Copy out each line of the data that holds the word "utils".

Stored data
-=-=-

//
// Copyright 2020 bplist Developers
//
// Licensed under the Apache License, Version 2.0, <LICENSE-APACHE or
// http://apache.org/licenses/LICENSE-2.0> or the MIT license <LICENSE-MIT or
// http://opensource.org/licenses/MIT>, at your option. This file may not be
// copied, modified, or distributed except according to those terms.
//

//! # The marker decoder and the raw entry table.
//!
//! One [`RawEntry`] is produced per object in the file, in declaration
//! order; `decode_one` is the marker decoder itself, splitting a marker
//! byte into a high nibble (object format family) and low nibble (count or
//! width) and dispatching per the table in spec.md §4.3. Multi-byte reads
//! bottom out in `crate::parser::utils::be_u64_n`/`be_usize_n`, which apply
//! the zero-extend-then-host-swap primitive from `crate::bigendian`.

use std::convert::{TryFrom, TryInto};

use ascii::AsciiStr;
use nom::bytes::complete::take;
use nom::multi::many_m_n;
use nom::number::complete::be_u16;

use crate::error::{Error, Result};
use crate::parser::utils::be_usize_n;

/// One decoded object from the object table, keyed by its declaration
/// index (spec.md §3.1). References inside `Array`/`Set`/`Dict` payloads
/// are plain indices into the same table.
#[derive(Clone, Debug, PartialEq)]
pub enum RawEntry {
    Null,
    BoolFalse,
    BoolTrue,
    Fill,
    Int(i64),
    Real(f64),
    Date(f64),
    Data(Vec<u8>),
    AsciiString(Vec<u8>),
    UnicodeString(Vec<u16>),
    Uid(u64),
    Array(Vec<usize>),
    Set(Vec<usize>),
    Dict(Vec<(usize, usize)>),
}

/// Zero-extends a big-endian byte sequence of up to 8 bytes to a `u64`,
/// placing the bytes at the low end of the buffer before the host swap,
/// per spec.md §4.3's "Integer promotion" note.
fn promote_u64(bytes: &[u8]) -> u64 {
    debug_assert!(bytes.len() <= 8);
    let mut buffer = [0u8; 8];
    buffer[8 - bytes.len()..].copy_from_slice(bytes);
    u64::from_be_bytes(buffer)
}

/// As `promote_u64`, but reinterpreted as a signed 64-bit integer. The
/// format stores true signed values only at width 8; narrower integer
/// payloads are not sign-extended (spec.md §4.3).
fn promote_i64(bytes: &[u8]) -> i64 {
    promote_u64(bytes) as i64
}

fn take_u8(input: &[u8]) -> Result<(&[u8], u8)> {
    let (input, bytes) = take::<_, _, ()>(1usize)(input).map_err(|_| Error::Eof)?;
    Ok((input, bytes[0]))
}

fn take_bytes(input: &[u8], n: usize) -> Result<(&[u8], &[u8])> {
    take::<_, _, ()>(n)(input).map_err(|_| Error::Eof)
}

/// Decodes a "count-or-F" length field (spec.md §4.3): if the low nibble is
/// less than 15 it *is* the count; otherwise the next marker byte must
/// itself be an integer object whose decoded value is the count.
fn count_or_f(input: &[u8], low_nibble: u8) -> Result<(&[u8], usize)> {
    if low_nibble != 0x0F {
        return Ok((input, low_nibble as usize));
    }

    let (input, sub_marker) = take_u8(input)?;
    let sub_high = sub_marker >> 4;
    let sub_low = sub_marker & 0x0F;
    if sub_high != 0x1 {
        return Err(Error::UnknownObjectType);
    }

    let width = 1usize << sub_low;
    if width > 8 {
        return Err(Error::UnknownObjectType);
    }

    let (input, raw) = take_bytes(input, width)?;
    let value = promote_u64(raw);
    let count = usize::try_from(value).map_err(|_| Error::UnknownObjectType)?;
    Ok((input, count))
}

/// Decodes `count` big-endian object references, each `object_reference_size`
/// bytes wide.
fn take_refs(input: &[u8], count: usize, object_reference_size: usize) -> Result<(&[u8], Vec<usize>)> {
    many_m_n(count, count, be_usize_n(object_reference_size))(input)
        .map_err(|_| Error::Eof)
}

/// Decodes one object marker and its payload, advancing past it.
///
/// `object_reference_size` comes from the trailer and governs the width of
/// references inside `Array`/`Set`/`Dict` payloads.
pub fn decode_one<'a>(
    input: &'a [u8],
    object_reference_size: usize,
) -> Result<(&'a [u8], RawEntry)> {
    let (input, marker) = take_u8(input)?;
    let high = marker >> 4;
    let low = marker & 0x0F;

    match high {
        0x0 => match low {
            0x0 => Ok((input, RawEntry::Null)),
            0x8 => Ok((input, RawEntry::BoolFalse)),
            0x9 => Ok((input, RawEntry::BoolTrue)),
            0xF => Ok((input, RawEntry::Fill)),
            _ => Err(Error::UnknownObjectType),
        },

        0x1 => {
            let width = 1usize << low;
            if width > 8 {
                return Err(Error::UnknownObjectType);
            }
            let (input, raw) = take_bytes(input, width)?;
            Ok((input, RawEntry::Int(promote_i64(raw))))
        }

        0x2 => {
            let width = 1usize << low;
            if width < 4 {
                return Err(Error::IllegalRealLength);
            }
            match width {
                4 => {
                    let (input, raw) = take_bytes(input, 4)?;
                    let bits = u32::from_be_bytes(raw.try_into().unwrap());
                    Ok((input, RawEntry::Real(f32::from_bits(bits) as f64)))
                }
                8 => {
                    let (input, raw) = take_bytes(input, 8)?;
                    let bits = u64::from_be_bytes(raw.try_into().unwrap());
                    Ok((input, RawEntry::Real(f64::from_bits(bits))))
                }
                _ => Err(Error::UnknownObjectType),
            }
        }

        0x3 => {
            // A date is always an 8-byte double regardless of the low nibble.
            let (input, raw) = take_bytes(input, 8)?;
            let bits = u64::from_be_bytes(raw.try_into().unwrap());
            Ok((input, RawEntry::Date(f64::from_bits(bits))))
        }

        0x4 => {
            let (input, count) = count_or_f(input, low)?;
            let (input, raw) = take_bytes(input, count)?;
            Ok((input, RawEntry::Data(raw.to_vec())))
        }

        0x5 => {
            let (input, count) = count_or_f(input, low)?;
            let (input, raw) = take_bytes(input, count)?;
            AsciiStr::from_ascii(raw).map_err(|_| Error::UnknownObjectType)?;
            Ok((input, RawEntry::AsciiString(raw.to_vec())))
        }

        0x6 => {
            let (input, count) = count_or_f(input, low)?;
            let (input, units) = many_m_n(count, count, be_u16)(input)
                .map_err(|_: nom::Err<()>| Error::Eof)?;
            Ok((input, RawEntry::UnicodeString(units)))
        }

        0x8 => {
            // UID marker; width is lowNibble+1, 1..=16 bytes. `RawEntry::Uid`
            // only has room for 64 bits, so a UID wider than 8 bytes is only
            // representable if its extra high-order bytes are all zero.
            let width = (low as usize) + 1;
            let (input, raw) = take_bytes(input, width)?;
            if width > 8 {
                let (high, low_bytes) = raw.split_at(width - 8);
                if high.iter().any(|&byte| byte != 0) {
                    return Err(Error::UnknownObjectType);
                }
                Ok((input, RawEntry::Uid(promote_u64(low_bytes))))
            } else {
                Ok((input, RawEntry::Uid(promote_u64(raw))))
            }
        }

        0xA => {
            let (input, count) = count_or_f(input, low)?;
            let (input, refs) = take_refs(input, count, object_reference_size)?;
            Ok((input, RawEntry::Array(refs)))
        }

        0xC => {
            let (input, count) = count_or_f(input, low)?;
            let (input, refs) = take_refs(input, count, object_reference_size)?;
            Ok((input, RawEntry::Set(refs)))
        }

        0xD => {
            let (input, count) = count_or_f(input, low)?;
            let (input, keys) = take_refs(input, count, object_reference_size)?;
            let (input, values) = take_refs(input, count, object_reference_size)?;
            Ok((input, RawEntry::Dict(keys.into_iter().zip(values).collect())))
        }

        // 0x7, 0x9, 0xB, 0xE, 0xF: reserved/unused marker families.
        _ => Err(Error::UnknownObjectType),
    }
}

#[cfg(test)]
mod tests {
    use super::*;

    fn decode_all(mut input: &[u8], object_reference_size: usize) -> Vec<RawEntry> {
        let mut entries = Vec::new();
        while !input.is_empty() {
            let (rest, entry) = decode_one(input, object_reference_size).unwrap();
            entries.push(entry);
            input = rest;
        }
        entries
    }

    #[test]
    fn test_null_bool_fill() {
        let entries = decode_all(&[0b0000_0000, 0b0000_1000, 0b0000_1001, 0b0000_1111], 1);
        assert_eq!(entries, vec![RawEntry::Null, RawEntry::BoolFalse, RawEntry::BoolTrue, RawEntry::Fill]);
    }

    #[test]
    fn test_unused_nibble_is_unknown_object_type() {
        assert_eq!(decode_one(&[0b0111_0000], 1), Err(Error::UnknownObjectType));
        assert_eq!(decode_one(&[0b1001_0000], 1), Err(Error::UnknownObjectType));
    }

    #[test]
    fn test_int_widths() {
        let input = &[
            0b0001_0000, 0x05,
            0b0001_0001, 0x01, 0x2C,
            0b0001_0011, 0xFF, 0xFF, 0xFF, 0xFF, 0xFF, 0xFF, 0xFF, 0xFF,
        ];
        let entries = decode_all(input, 1);
        assert_eq!(entries, vec![RawEntry::Int(5), RawEntry::Int(300), RawEntry::Int(-1)]);
    }

    #[test]
    fn test_real_illegal_length() {
        // highNibble 0x2, lowNibble 0x1 -> width 2, which is < 4.
        assert_eq!(decode_one(&[0b0010_0001, 0x00, 0x00], 1), Err(Error::IllegalRealLength));
    }

    #[test]
    fn test_real_float_and_double() {
        let input = &[
            0b0010_0010, 0xC0, 0x20, 0x00, 0x00,
            0b0010_0011, 0xC0, 0x04, 0x00, 0x00, 0x00, 0x00, 0x00, 0x00,
        ];
        let entries = decode_all(input, 1);
        assert_eq!(entries, vec![RawEntry::Real(-2.5), RawEntry::Real(-2.5)]);
    }

    #[test]
    fn test_date() {
        let input = &[0b0011_0011, 0x00, 0x00, 0x00, 0x00, 0x00, 0x00, 0x00, 0x00];
        assert_eq!(decode_one(input, 1), Ok((&input[9..], RawEntry::Date(0.0))));
    }

    #[test]
    fn test_data_inline_and_count_or_f() {
        let input = &[
            0b0100_0001, 0x0F,
            0b0100_1111, 0b0001_0000, 0b0000_0001, 0x2A,
        ];
        let entries = decode_all(input, 1);
        assert_eq!(entries, vec![RawEntry::Data(vec![0x0F]), RawEntry::Data(vec![0x2A])]);
    }

    #[test]
    fn test_ascii_string_empty() {
        assert_eq!(decode_one(&[0b0101_0000], 1), Ok((&[][..], RawEntry::AsciiString(vec![]))));
    }

    #[test]
    fn test_ascii_string_rejects_non_ascii() {
        assert_eq!(decode_one(&[0b0101_0001, 0x80], 1), Err(Error::UnknownObjectType));
    }

    #[test]
    fn test_unicode_string() {
        let input = &[0b0110_0010, 0x00, 0x48, 0x00, 0x69];
        assert_eq!(
            decode_one(input, 1),
            Ok((&[][..], RawEntry::UnicodeString(vec![0x0048, 0x0069])))
        );
    }

    #[test]
    fn test_uid_width() {
        assert_eq!(
            decode_one(&[0b1000_0001, 0x01, 0x02], 1),
            Ok((&[][..], RawEntry::Uid(0x0102)))
        );
    }

    #[test]
    fn test_uid_wide_but_zero_padded() {
        let mut input = vec![0b1000_1111]; // lowNibble 15 -> width 16
        input.extend_from_slice(&[0u8; 14]);
        input.extend_from_slice(&[0x01, 0x02]);
        assert_eq!(decode_one(&input, 1), Ok((&[][..], RawEntry::Uid(0x0102))));
    }

    #[test]
    fn test_uid_wide_and_too_large_is_unknown_object_type() {
        let mut input = vec![0b1000_1111];
        input.extend_from_slice(&[0xFF; 16]);
        assert_eq!(decode_one(&input, 1), Err(Error::UnknownObjectType));
    }

    #[test]
    fn test_array_with_1byte_refs() {
        let input = &[0b1010_0010, 0x00, 0x01];
        assert_eq!(
            decode_one(input, 1),
            Ok((&[][..], RawEntry::Array(vec![0, 1])))
        );
    }

    #[test]
    fn test_set_with_1byte_refs() {
        let input = &[0b1100_0010, 0x02, 0x03];
        assert_eq!(
            decode_one(input, 1),
            Ok((&[][..], RawEntry::Set(vec![2, 3])))
        );
    }

    #[test]
    fn test_dict_interleaving() {
        let input = &[0b1101_0010, 0x00, 0x01, 0x02, 0x03];
        assert_eq!(
            decode_one(input, 1),
            Ok((&[][..], RawEntry::Dict(vec![(0, 2), (1, 3)])))
        );
    }

    #[test]
    fn test_eof_on_truncated_payload() {
        assert_eq!(decode_one(&[0b0001_0011, 0x00, 0x00], 1), Err(Error::Eof));
    }
}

-=-=-

*Worked solution*.
//! bottom out in `crate::parser::utils::be_u64_n`/`be_usize_n`, which apply
use crate::parser::utils::be_usize_n;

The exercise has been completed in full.